Start of INPUT FOR THIS TASK
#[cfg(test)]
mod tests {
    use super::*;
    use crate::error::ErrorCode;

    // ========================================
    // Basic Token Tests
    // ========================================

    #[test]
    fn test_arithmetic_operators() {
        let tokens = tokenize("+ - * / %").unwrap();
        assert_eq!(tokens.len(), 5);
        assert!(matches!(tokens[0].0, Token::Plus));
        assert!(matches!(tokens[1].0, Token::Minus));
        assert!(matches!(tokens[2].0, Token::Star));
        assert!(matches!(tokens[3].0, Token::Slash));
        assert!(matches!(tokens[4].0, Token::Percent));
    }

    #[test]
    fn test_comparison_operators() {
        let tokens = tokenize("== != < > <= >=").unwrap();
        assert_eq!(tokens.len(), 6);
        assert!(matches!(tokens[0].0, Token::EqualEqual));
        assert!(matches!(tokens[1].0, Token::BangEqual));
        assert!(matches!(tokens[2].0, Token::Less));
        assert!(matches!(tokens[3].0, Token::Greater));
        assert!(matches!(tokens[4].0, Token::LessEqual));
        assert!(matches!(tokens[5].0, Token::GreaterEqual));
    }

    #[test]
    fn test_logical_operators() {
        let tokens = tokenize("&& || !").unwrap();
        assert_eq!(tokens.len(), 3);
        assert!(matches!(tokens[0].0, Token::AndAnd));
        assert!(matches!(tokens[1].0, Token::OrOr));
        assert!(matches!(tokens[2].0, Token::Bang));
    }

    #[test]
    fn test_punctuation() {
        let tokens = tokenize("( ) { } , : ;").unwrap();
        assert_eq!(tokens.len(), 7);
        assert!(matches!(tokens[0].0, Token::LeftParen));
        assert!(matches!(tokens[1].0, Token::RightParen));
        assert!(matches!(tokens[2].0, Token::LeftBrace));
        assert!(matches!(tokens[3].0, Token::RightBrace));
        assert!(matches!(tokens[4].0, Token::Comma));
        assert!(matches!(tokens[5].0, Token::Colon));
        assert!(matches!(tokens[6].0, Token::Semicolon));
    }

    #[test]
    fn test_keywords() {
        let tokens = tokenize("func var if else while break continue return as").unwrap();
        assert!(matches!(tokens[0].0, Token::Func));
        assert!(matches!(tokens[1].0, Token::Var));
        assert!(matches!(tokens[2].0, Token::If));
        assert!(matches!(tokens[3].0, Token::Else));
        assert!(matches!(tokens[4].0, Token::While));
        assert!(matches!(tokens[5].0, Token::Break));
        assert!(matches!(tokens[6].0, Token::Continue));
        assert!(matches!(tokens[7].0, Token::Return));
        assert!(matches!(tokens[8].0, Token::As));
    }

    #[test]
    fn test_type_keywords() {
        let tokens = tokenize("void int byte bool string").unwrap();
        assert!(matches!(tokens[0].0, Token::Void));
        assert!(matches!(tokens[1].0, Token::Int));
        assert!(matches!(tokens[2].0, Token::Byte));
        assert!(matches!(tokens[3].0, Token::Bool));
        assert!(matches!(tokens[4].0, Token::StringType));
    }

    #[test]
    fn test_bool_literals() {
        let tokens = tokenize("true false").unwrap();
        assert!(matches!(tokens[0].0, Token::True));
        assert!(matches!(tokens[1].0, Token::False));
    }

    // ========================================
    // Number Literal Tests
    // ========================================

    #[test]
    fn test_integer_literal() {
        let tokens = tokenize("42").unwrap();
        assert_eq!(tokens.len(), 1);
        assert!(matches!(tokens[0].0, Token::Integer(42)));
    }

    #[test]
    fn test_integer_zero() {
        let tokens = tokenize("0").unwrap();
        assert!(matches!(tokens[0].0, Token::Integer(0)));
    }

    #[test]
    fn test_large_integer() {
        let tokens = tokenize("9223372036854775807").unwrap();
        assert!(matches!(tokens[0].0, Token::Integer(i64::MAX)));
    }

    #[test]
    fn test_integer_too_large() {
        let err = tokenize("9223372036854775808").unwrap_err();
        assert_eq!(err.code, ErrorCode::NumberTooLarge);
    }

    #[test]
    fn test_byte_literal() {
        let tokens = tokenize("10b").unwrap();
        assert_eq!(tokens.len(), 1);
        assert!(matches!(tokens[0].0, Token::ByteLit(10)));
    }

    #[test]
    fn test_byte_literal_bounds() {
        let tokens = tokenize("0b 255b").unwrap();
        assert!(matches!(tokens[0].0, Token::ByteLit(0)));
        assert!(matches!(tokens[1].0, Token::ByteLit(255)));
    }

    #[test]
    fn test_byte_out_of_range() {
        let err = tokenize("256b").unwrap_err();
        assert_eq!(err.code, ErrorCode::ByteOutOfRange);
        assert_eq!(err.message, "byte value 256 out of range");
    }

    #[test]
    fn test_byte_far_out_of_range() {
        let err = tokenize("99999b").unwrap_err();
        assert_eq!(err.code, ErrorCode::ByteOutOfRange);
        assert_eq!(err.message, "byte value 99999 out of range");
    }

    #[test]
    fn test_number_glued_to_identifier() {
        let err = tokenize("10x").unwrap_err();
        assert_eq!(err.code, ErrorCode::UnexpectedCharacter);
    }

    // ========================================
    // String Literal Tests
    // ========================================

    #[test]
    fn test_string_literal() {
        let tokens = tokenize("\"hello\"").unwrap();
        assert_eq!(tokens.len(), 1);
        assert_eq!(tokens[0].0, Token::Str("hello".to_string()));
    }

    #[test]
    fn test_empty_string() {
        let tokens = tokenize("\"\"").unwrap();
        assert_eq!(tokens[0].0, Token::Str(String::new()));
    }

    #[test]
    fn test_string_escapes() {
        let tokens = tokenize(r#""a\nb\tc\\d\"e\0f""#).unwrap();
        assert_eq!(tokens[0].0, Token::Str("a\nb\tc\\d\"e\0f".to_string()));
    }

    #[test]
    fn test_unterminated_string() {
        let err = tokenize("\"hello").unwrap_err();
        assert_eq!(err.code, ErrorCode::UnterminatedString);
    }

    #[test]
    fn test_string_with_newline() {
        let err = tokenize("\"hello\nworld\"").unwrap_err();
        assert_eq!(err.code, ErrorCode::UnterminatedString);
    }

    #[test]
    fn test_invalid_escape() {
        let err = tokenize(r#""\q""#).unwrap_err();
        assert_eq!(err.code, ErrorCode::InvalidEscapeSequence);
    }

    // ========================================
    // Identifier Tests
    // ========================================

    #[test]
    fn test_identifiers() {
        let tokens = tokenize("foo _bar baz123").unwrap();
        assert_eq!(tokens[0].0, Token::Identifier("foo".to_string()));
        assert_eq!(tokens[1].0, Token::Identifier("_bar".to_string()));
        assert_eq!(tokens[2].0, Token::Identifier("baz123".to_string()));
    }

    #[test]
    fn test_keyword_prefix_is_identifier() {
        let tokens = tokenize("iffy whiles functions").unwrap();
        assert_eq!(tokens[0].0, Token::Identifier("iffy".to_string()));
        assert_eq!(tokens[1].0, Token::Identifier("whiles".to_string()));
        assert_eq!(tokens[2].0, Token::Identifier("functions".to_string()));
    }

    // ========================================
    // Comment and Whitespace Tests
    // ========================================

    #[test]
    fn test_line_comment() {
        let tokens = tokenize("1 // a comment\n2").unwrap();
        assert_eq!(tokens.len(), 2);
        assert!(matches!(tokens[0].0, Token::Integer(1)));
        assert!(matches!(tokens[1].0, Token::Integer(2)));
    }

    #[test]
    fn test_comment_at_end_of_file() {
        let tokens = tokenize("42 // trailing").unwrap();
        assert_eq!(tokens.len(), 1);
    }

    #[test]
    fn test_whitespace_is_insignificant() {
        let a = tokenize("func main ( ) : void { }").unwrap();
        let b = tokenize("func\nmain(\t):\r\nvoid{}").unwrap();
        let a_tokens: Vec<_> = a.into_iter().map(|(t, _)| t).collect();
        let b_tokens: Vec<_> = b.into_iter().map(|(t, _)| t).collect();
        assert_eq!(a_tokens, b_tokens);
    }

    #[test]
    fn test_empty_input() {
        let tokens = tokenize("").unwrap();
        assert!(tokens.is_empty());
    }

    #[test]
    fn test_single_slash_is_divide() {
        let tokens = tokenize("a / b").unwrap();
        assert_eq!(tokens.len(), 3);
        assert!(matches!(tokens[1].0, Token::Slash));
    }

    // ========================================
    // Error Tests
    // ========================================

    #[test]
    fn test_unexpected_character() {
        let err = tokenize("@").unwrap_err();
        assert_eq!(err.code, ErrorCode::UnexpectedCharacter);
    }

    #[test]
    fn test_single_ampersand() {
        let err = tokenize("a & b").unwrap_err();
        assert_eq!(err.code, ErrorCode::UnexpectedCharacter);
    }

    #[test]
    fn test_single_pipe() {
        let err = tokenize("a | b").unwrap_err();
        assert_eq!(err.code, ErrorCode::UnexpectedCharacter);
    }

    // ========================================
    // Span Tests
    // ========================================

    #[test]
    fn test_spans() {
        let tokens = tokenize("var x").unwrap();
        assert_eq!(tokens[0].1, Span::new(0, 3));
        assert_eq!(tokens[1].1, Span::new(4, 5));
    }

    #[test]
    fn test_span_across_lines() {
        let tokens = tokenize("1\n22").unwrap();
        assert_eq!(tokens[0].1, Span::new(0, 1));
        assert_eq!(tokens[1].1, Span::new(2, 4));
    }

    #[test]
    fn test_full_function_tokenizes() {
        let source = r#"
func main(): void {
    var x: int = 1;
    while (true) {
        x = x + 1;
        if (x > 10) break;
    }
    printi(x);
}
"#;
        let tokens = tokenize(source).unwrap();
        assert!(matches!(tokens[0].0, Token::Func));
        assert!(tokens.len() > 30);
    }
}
End of INPUT FOR THIS TASK
Show the lines above with "collect".

TASK ANSWER >>
        let a_tokens: Vec<_> = a.into_iter().map(|(t, _)| t).collect();
        let b_tokens: Vec<_> = b.into_iter().map(|(t, _)| t).collect();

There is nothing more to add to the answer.